Collected data entries:
------------------------------------------------------------------------

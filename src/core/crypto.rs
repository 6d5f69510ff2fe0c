//! 加解密 - 使用 PEM 或 OpenSSH 格式的 RSA 密钥保护备份内容
//!
//! 每次调用都会重新从磁盘加载密钥。OpenSSH 公钥通过 `ssh-keygen` 转换为 PEM。

use base64::{engine::general_purpose::STANDARD, Engine as _};
use regex::Regex;
use rsa::pkcs1::{DecodeRsaPrivateKey, DecodeRsaPublicKey};
use rsa::pkcs8::{DecodePrivateKey, DecodePublicKey};
use rsa::{Pkcs1v15Encrypt, RsaPrivateKey, RsaPublicKey};
use std::fs;
use std::path::{Path, PathBuf};
use std::process::Command;
use std::sync::LazyLock;
use thiserror::Error;
use tracing::debug;

static OPENSSH_KEY: LazyLock<Regex> =
    LazyLock::new(|| Regex::new(r"^\s*ssh-[a-z0-9]+ \S+").expect("valid regex"));
static PEM_BLOCK: LazyLock<Regex> = LazyLock::new(|| {
    Regex::new(r"-----BEGIN ([A-Z ]*)KEY-----[\s\S]*?-----END [A-Z ]*KEY-----").expect("valid regex")
});

#[derive(Debug, Error)]
pub enum CryptoError {
    #[error("Key file not found: {}", .0.display())]
    KeyFileNotFound(PathBuf),
    #[error("Key file format not supported: {}", .0.display())]
    UnsupportedKeyFormat(PathBuf),
    #[error("Unable to convert key file {}: {status}", .path.display())]
    KeyConversionFailed { path: PathBuf, status: String },
    #[error("Unable to parse key: {0}")]
    InvalidKey(String),
    #[error("Not a public key")]
    NotAPublicKey,
    #[error("Not a private key")]
    NotAPrivateKey,
    #[error("Invalid cipher text: {0}")]
    InvalidCiphertext(String),
    #[error("Encryption failed: {0}")]
    Encryption(String),
    #[error(transparent)]
    Io(#[from] std::io::Error),
}

pub type CryptoResult<T> = Result<T, CryptoError>;

/// 外部密钥转换工具的执行结果
#[derive(Debug, Clone)]
pub struct Conversion {
    /// 退出码，被信号终止时为 None
    pub status: Option<i32>,
    pub stdout: String,
}

/// OpenSSH 公钥 -> PEM 转换
pub trait KeyConverter: Send + Sync {
    fn convert(&self, key_file: &Path) -> std::io::Result<Conversion>;
}

/// 调用 `ssh-keygen -f <path> -e -m pem`
#[derive(Debug, Clone, Default)]
pub struct SshKeygen;

impl KeyConverter for SshKeygen {
    fn convert(&self, key_file: &Path) -> std::io::Result<Conversion> {
        let output = Command::new("ssh-keygen")
            .arg("-f")
            .arg(key_file)
            .args(["-e", "-m", "pem"])
            .output()?;
        Ok(Conversion {
            status: output.status.code(),
            stdout: String::from_utf8_lossy(&output.stdout).into_owned(),
        })
    }
}

/// 已加载的 RSA 密钥，角色由 PEM 头决定
enum LoadedKey {
    Public(RsaPublicKey),
    Private(RsaPrivateKey),
}

/// 密钥文件的格式
#[derive(Debug, Clone, Copy, PartialEq, Eq)]
pub enum KeyFormat {
    OpenSsh,
    Pem,
}

/// 根据内容识别密钥格式
pub fn detect_format(content: &str) -> Option<KeyFormat> {
    if OPENSSH_KEY.is_match(content) {
        Some(KeyFormat::OpenSsh)
    } else if PEM_BLOCK.is_match(content) {
        Some(KeyFormat::Pem)
    } else {
        None
    }
}

pub struct Crypto {
    converter: Box<dyn KeyConverter>,
}

impl Default for Crypto {
    fn default() -> Self {
        Self::new()
    }
}

impl Crypto {
    pub fn new() -> Self {
        Self::with_converter(SshKeygen)
    }

    pub fn with_converter(converter: impl KeyConverter + 'static) -> Self {
        Self {
            converter: Box::new(converter),
        }
    }

    /// 使用公钥加密，返回 base64 编码的密文
    pub fn encrypt(&self, plaintext: &[u8], key_file: &Path) -> CryptoResult<String> {
        let key = match self.load_key(key_file)? {
            LoadedKey::Public(key) => key,
            LoadedKey::Private(_) => return Err(CryptoError::NotAPublicKey),
        };

        let cipher = key
            .encrypt(&mut rand::thread_rng(), Pkcs1v15Encrypt, plaintext)
            .map_err(|e| CryptoError::Encryption(e.to_string()))?;
        Ok(STANDARD.encode(cipher))
    }

    /// 使用私钥解密 base64 编码的密文
    pub fn decrypt(&self, ciphertext: &str, key_file: &Path) -> CryptoResult<Vec<u8>> {
        let key = match self.load_key(key_file)? {
            LoadedKey::Private(key) => key,
            LoadedKey::Public(_) => return Err(CryptoError::NotAPrivateKey),
        };

        // 兼容带换行的 base64
        let compact: String = ciphertext.chars().filter(|c| !c.is_whitespace()).collect();
        let cipher = STANDARD
            .decode(compact)
            .map_err(|e| CryptoError::InvalidCiphertext(e.to_string()))?;

        key.decrypt(Pkcs1v15Encrypt, &cipher)
            .map_err(|e| CryptoError::InvalidCiphertext(e.to_string()))
    }

    fn load_key(&self, key_file: &Path) -> CryptoResult<LoadedKey> {
        let pem = self.read_pem(key_file)?;
        parse_pem(&pem)
    }

    /// 读取密钥文件并统一为 PEM 文本
    fn read_pem(&self, key_file: &Path) -> CryptoResult<String> {
        if !key_file.is_file() {
            return Err(CryptoError::KeyFileNotFound(key_file.to_path_buf()));
        }

        let content = fs::read_to_string(key_file)?;
        match detect_format(&content) {
            Some(KeyFormat::OpenSsh) => {
                debug!("Converting OpenSSH key {}", key_file.display());
                let conversion = self.converter.convert(key_file).map_err(|e| {
                    CryptoError::KeyConversionFailed {
                        path: key_file.to_path_buf(),
                        status: e.to_string(),
                    }
                })?;
                match conversion.status {
                    Some(0) => Ok(conversion.stdout),
                    status => Err(CryptoError::KeyConversionFailed {
                        path: key_file.to_path_buf(),
                        status: status
                            .map(|code| format!("exit code {}", code))
                            .unwrap_or_else(|| "terminated by signal".to_string()),
                    }),
                }
            }
            Some(KeyFormat::Pem) => Ok(content),
            None => Err(CryptoError::UnsupportedKeyFormat(key_file.to_path_buf())),
        }
    }
}

/// 只解析第一个 PEM 块，块前后的其他文本忽略
fn parse_pem(content: &str) -> CryptoResult<LoadedKey> {
    let captures = PEM_BLOCK
        .captures(content)
        .ok_or_else(|| CryptoError::InvalidKey("no PEM block found".to_string()))?;
    let pem = captures.get(0).map_or("", |m| m.as_str());
    let label = captures.get(1).map_or("", |m| m.as_str().trim());
    let invalid = |e: &dyn std::fmt::Display| CryptoError::InvalidKey(e.to_string());

    match label {
        "RSA PUBLIC" => RsaPublicKey::from_pkcs1_pem(pem)
            .map(LoadedKey::Public)
            .map_err(|e| invalid(&e)),
        "PUBLIC" => RsaPublicKey::from_public_key_pem(pem)
            .map(LoadedKey::Public)
            .map_err(|e| invalid(&e)),
        "RSA PRIVATE" => RsaPrivateKey::from_pkcs1_pem(pem)
            .map(LoadedKey::Private)
            .map_err(|e| invalid(&e)),
        "PRIVATE" => RsaPrivateKey::from_pkcs8_pem(pem)
            .map(LoadedKey::Private)
            .map_err(|e| invalid(&e)),
        other => Err(CryptoError::InvalidKey(format!(
            "unsupported PEM block: {} KEY",
            other
        ))),
    }
}
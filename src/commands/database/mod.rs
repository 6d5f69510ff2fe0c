pub mod mongodb_dump;

pub use mongodb_dump::{MongoDbDump, MongoDbDumpOptions};
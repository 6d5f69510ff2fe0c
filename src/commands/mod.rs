//! 流水线命令

pub mod database;

use crate::metadata::Project;
use crate::shell::Shell;
use async_trait::async_trait;
use std::sync::Arc;
use thiserror::Error;

#[derive(Debug, Error)]
pub enum CommandError {
    #[error("{command} requires a {expected} resource as input")]
    MissingInput {
        command: &'static str,
        expected: &'static str,
    },
    #[error("{0:#}")]
    Exec(#[from] anyhow::Error),
}

/// 命令执行所需的上下文
#[derive(Clone)]
pub struct CommandContext {
    pub shell: Arc<dyn Shell>,
    /// 命令选项，例如数据库的 user/password
    pub options: serde_json::Value,
}

#[async_trait]
pub trait Command: Send + Sync {
    /// 执行命令，把产出写入项目
    async fn run(&self, project: &mut Project) -> Result<(), CommandError>;
}

pub type CommandFactory = fn(CommandContext) -> anyhow::Result<Box<dyn Command>>;

pub mod register {
    use super::*;

    /// 按名称查找命令
    pub fn command(name: &str) -> Option<CommandFactory> {
        match name {
            "mongodb_dump" => Some(database::mongodb_dump::factory as CommandFactory),
            _ => None,
        }
    }
}
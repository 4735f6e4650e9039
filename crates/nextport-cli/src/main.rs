mod commands;
mod config;
mod display;

use std::path::PathBuf;
use std::process::ExitCode;

use clap::{Parser, Subcommand, ValueEnum};
use tracing::Level;

use config::{BatchArgs, ConnectionArgs, PathArgs};

#[derive(Parser)]
#[command(name = "nextport")]
#[command(version)]
#[command(about = "Export, patch, and deploy Vitec Next document templates", long_about = None)]
struct Cli {
    #[command(flatten)]
    connection: ConnectionArgs,

    #[command(flatten)]
    paths: PathArgs,

    /// Log at debug level
    #[arg(long, short, global = true)]
    verbose: bool,

    #[command(subcommand)]
    command: Command,
}

#[derive(Subcommand)]
enum Command {
    /// Fetch the next batch of a full template export
    Export {
        #[command(flatten)]
        batch: BatchArgs,
    },
    /// Fetch the next batch of a patch run over selected ids
    Patch {
        #[command(flatten)]
        batch: BatchArgs,
        /// Template ids, comma separated
        #[arg(long, value_delimiter = ',', conflicts_with_all = ["ids_file", "from_export"])]
        ids: Vec<String>,
        /// File with one template id per line (`#` starts a comment)
        #[arg(long, conflicts_with = "from_export")]
        ids_file: Option<PathBuf>,
        /// Patch every template an earlier export left without content
        #[arg(long)]
        from_export: Option<PathBuf>,
    },
    /// Fill missing content in an export from a patch file
    ApplyPatch {
        #[arg(long)]
        export: PathBuf,
        #[arg(long)]
        patch: PathBuf,
        /// Output path (default: `<export>.patched.json`)
        #[arg(long)]
        out: Option<PathBuf>,
    },
    /// Back up and overwrite one template's content
    Deploy {
        /// Template to overwrite; omit both flags to retry the staged deploy
        #[arg(long, requires = "html_file")]
        id: Option<String>,
        /// HTML file with the new content
        #[arg(long, requires = "id")]
        html_file: Option<PathBuf>,
    },
    /// Restore a template from its deploy backup
    Rollback {
        #[arg(long)]
        id: String,
    },
    /// Show stored runs, staged deploys, and backups
    Status,
    /// Discard a stored run or staged deploy
    Reset { target: Target },
    /// Drop one id from a stored run so the next batch fetches it again
    Forget {
        target: RunTarget,
        #[arg(long)]
        id: String,
    },
    /// List merge fields used across an export
    Fields {
        export: PathBuf,
        /// Only show fields used by at least this many templates
        #[arg(long, default_value_t = 1)]
        min_count: usize,
    },
}

#[derive(Clone, Copy, ValueEnum)]
enum Target {
    Export,
    Patch,
    Deploy,
}

#[derive(Clone, Copy, ValueEnum)]
enum RunTarget {
    Export,
    Patch,
}

#[tokio::main]
async fn main() -> anyhow::Result<ExitCode> {
    let cli = Cli::parse();

    tracing_subscriber::fmt()
        .with_writer(std::io::stderr)
        .with_max_level(if cli.verbose { Level::DEBUG } else { Level::INFO })
        .init();
    tracing::info!("nextport v{}", env!("CARGO_PKG_VERSION"));

    let paths = &cli.paths;
    match cli.command {
        Command::Export { batch } => {
            let api = cli.connection.client()?;
            commands::export(&api, paths, &batch).await?;
        }
        Command::Patch {
            batch,
            ids,
            ids_file,
            from_export,
        } => {
            let ids =
                commands::resolve_patch_ids(ids, ids_file.as_deref(), from_export.as_deref())?;
            let api = cli.connection.client()?;
            commands::patch(&api, paths, &batch, ids).await?;
        }
        Command::ApplyPatch { export, patch, out } => {
            commands::apply_patch(&export, &patch, out.as_deref())?;
        }
        Command::Deploy { id, html_file } => {
            let api = cli.connection.client()?;
            let outcome = commands::deploy(&api, paths, id, html_file.as_deref()).await?;
            return Ok(commands::deploy_exit_code(&outcome));
        }
        Command::Rollback { id } => {
            let api = cli.connection.client()?;
            let outcome = commands::rollback(&api, paths, &id).await?;
            return Ok(commands::deploy_exit_code(&outcome));
        }
        Command::Status => commands::status(paths)?,
        Command::Reset { target } => commands::reset(paths, target)?,
        Command::Forget { target, id } => commands::forget(paths, target, &id)?,
        Command::Fields { export, min_count } => commands::fields(&export, min_count)?,
    }

    Ok(ExitCode::SUCCESS)
}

------------------------------------------------------------------------

Exercise directions: Where the string "InvalidKey" occurs in the data, return the whole line.

Exercise solution:
    InvalidKey(String),
        .ok_or_else(|| CryptoError::InvalidKey("no PEM block found".to_string()))?;
    let invalid = |e: &dyn std::fmt::Display| CryptoError::InvalidKey(e.to_string());
        other => Err(CryptoError::InvalidKey(format!(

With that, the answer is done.